Calling Python from R with reticulate
What is reticulate?
If you work with R, you probably know that R has thousands of packages for statistics, data analysis, and visualization. But Python has its own rich ecosystem—particularly for machine learning (scikit-learn, TensorFlow) and scientific computing (NumPy, Pandas). What if you could use the best of both worlds?
That’s exactly what the reticulate package does. It creates a bridge between R and Python, letting you import Python libraries, call Python functions, and pass data back and forth—all from your R code.
Think of reticulate as a bilingual assistant. You speak to it in R, and it translates your requests into Python, gets the result, and translates it back into R for you.
Installing reticulate
The package lives on CRAN, so installation is straightforward:
# Install reticulate from CRAN
install.packages("reticulate")
After installation, load it like any other package:
library(reticulate)
Importing Python modules
The most common way to use Python in R is to import a Python module. In Python, you would write import numpy. In R with reticulate, you use the import() function:
# Import Python's numpy library and give it a name we can use
np <- import("numpy")
# Now we can use numpy functions through np
arr <- np$array(c(1, 2, 3, 4, 5)) # Create a numpy array
arr$mean() # Calculate the mean: returns 3
Notice the $ syntax. Since we’re calling Python code, we use $ instead of R’s usual :: for accessing module functions.
You can import any Python library this way—pandas, os, sklearn, and so on:
# Import multiple Python libraries
pd <- import("pandas") # For dataframes
os <- import("os") # For filesystem operations
# For scikit-learn, import specific submodules
model_selection <- import("sklearn.model_selection")
datasets <- import("sklearn.datasets")
Running Python code directly
Sometimes you want to run a chunk of Python code rather than import a full module. Reticulate provides two functions for this:
# Run Python code as a string
py_run_string("
x = 10
y = 20
result = x + y
")
# Access the result in R through the py object
py$result # Returns 30
The py object lets you read and write Python variables from R. Any variable you create in Python with py_run_string() becomes accessible through py$variable_name.
You can also run Python from a file:
# Execute a Python script and make its functions available
source_python("my_functions.py")
# Call a function defined in that Python file
output <- my_python_function(42)
Understanding type conversion
One of reticulate’s most useful features is automatic type conversion.
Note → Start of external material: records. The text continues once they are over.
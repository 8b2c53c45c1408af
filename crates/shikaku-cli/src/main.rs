//! File-based driver for the shikaku rectification pipeline.
//!
//! Mirrors the two pipeline operations as subcommands: `rectify` maps
//! a photographed document onto a flat square canvas from four corner
//! points, and `extract` cuts polygonal regions out of a rectified
//! image as a binarized scan.

use std::path::{Path, PathBuf};

use clap::{Parser, Subcommand};
use shikaku_pipeline::{PipelineConfig, Point, Polygon, Quadrilateral};

/// Rectify photographed documents into flat, cropped, binarized scans.
#[derive(Parser)]
#[command(version)]
struct Cli {
    #[command(subcommand)]
    command: Command,
}

#[derive(Subcommand)]
enum Command {
    /// Warp a photographed document onto a square canvas.
    Rectify {
        /// Input image path (PNG, JPEG, GIF, TIFF, BMP, WebP).
        input: PathBuf,

        /// Output PNG path.
        #[arg(short, long)]
        output: PathBuf,

        /// The document's four corners as "X,Y" pairs in top-left,
        /// top-right, bottom-right, bottom-left order.
        #[arg(long, value_name = "X,Y", num_args = 4, required = true)]
        corners: Vec<String>,

        /// Side length of the square output canvas in pixels.
        #[arg(long, default_value_t = 800)]
        resolution: u32,
    },

    /// Extract polygon regions from a rectified image as a binary scan.
    Extract {
        /// Input image path (typically the output of `rectify`).
        input: PathBuf,

        /// Output PNG path.
        #[arg(short, long)]
        output: PathBuf,

        /// JSON file holding the regions to keep, as an array of
        /// polygons: `[[{"x":0,"y":0}, ...], ...]`.
        #[arg(long, value_name = "FILE")]
        polygons: PathBuf,
    },
}

/// Parse an "X,Y" corner argument into a point.
fn parse_point(s: &str) -> Result<Point, String> {
    let (x_str, y_str) = s
        .split_once(',')
        .ok_or_else(|| format!("corner must be 'X,Y', got: '{s}'"))?;
    let x: f64 = x_str
        .trim()
        .parse()
        .map_err(|e| format!("invalid corner X '{x_str}': {e}"))?;
    let y: f64 = y_str
        .trim()
        .parse()
        .map_err(|e| format!("invalid corner Y '{y_str}': {e}"))?;
    Ok(Point::new(x, y))
}

fn run_rectify(
    input: &Path,
    output: &Path,
    corners: &[String],
    resolution: u32,
) -> Result<(), Box<dyn std::error::Error>> {
    let points = corners
        .iter()
        .map(|s| parse_point(s))
        .collect::<Result<Vec<_>, _>>()
        .map_err(|e| format!("--corners: {e}"))?;
    let quad = Quadrilateral::from_points(&points)?;

    eprintln!("Reading image from {}", input.display());
    let image_bytes = std::fs::read(input)?;

    let config = PipelineConfig {
        output_resolution: resolution,
        ..PipelineConfig::default()
    };
    eprintln!("Rectifying to {resolution}x{resolution}...");
    let result = shikaku_pipeline::rectify(&image_bytes, &quad, &config)?;

    eprintln!(
        "Saving {}x{} rectified image to {}",
        result.dimensions.width,
        result.dimensions.height,
        output.display(),
    );
    std::fs::write(output, result.png)?;
    eprintln!("Done.");
    Ok(())
}

fn run_extract(
    input: &Path,
    output: &Path,
    polygons_path: &Path,
) -> Result<(), Box<dyn std::error::Error>> {
    eprintln!("Reading polygons from {}", polygons_path.display());
    let polygons_json = std::fs::read(polygons_path)?;
    // Deserialization runs the polygon vertex-count validation.
    let polygons: Vec<Polygon> = serde_json::from_slice(&polygons_json)?;
    eprintln!("Loaded {} polygon(s)", polygons.len());

    eprintln!("Reading image from {}", input.display());
    let image_bytes = std::fs::read(input)?;

    eprintln!("Extracting and binarizing...");
    let binary_png = shikaku_pipeline::extract(&image_bytes, &polygons)?;

    eprintln!("Saving binary scan to {}", output.display());
    std::fs::write(output, binary_png)?;
    eprintln!("Done.");
    Ok(())
}

fn main() -> Result<(), Box<dyn std::error::Error>> {
    let cli = Cli::parse();
    match cli.command {
        Command::Rectify {
            input,
            output,
            corners,
            resolution,
        } => run_rectify(&input, &output, &corners, resolution),
        Command::Extract {
            input,
            output,
            polygons,
        } => run_extract(&input, &output, &polygons),
    }
}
When you pass data from R to Python, reticulate converts it to the equivalent Python type. When the result comes back, it converts to R again.
Here’s how the conversion works:
| R type | Becomes in Python |
|---|---|
c(1, 2, 3) | List [1, 2, 3] |
data.frame(...) | Pandas DataFrame |
matrix(...) | NumPy array |
list(a = 1, b = 2) | Dictionary {'a': 1, 'b': 2} |
TRUE / FALSE | True / False |
NULL | None |
You can also convert explicitly when needed:
# Explicitly convert R data to Python
r_df <- data.frame(x = 1:3, y = c("a", "b", "c"))
py_df <- r_to_py(r_df)
# Explicitly convert Python object back to R
r_object <- py_to_r(py_object)
Sometimes you might want to disable automatic conversion. Pass convert = FALSE to import():
# Import without automatic conversion
np <- import("numpy", convert = FALSE)
# Now np$array() returns a Python object, not R
arr <- np$array(c(1, 2, 3))
# Convert manually when ready
r_arr <- py_to_r(arr)
Common pitfalls for beginners
When using reticulate, there are a few quirks that trip up newcomers. Knowing about them upfront saves hours of debugging.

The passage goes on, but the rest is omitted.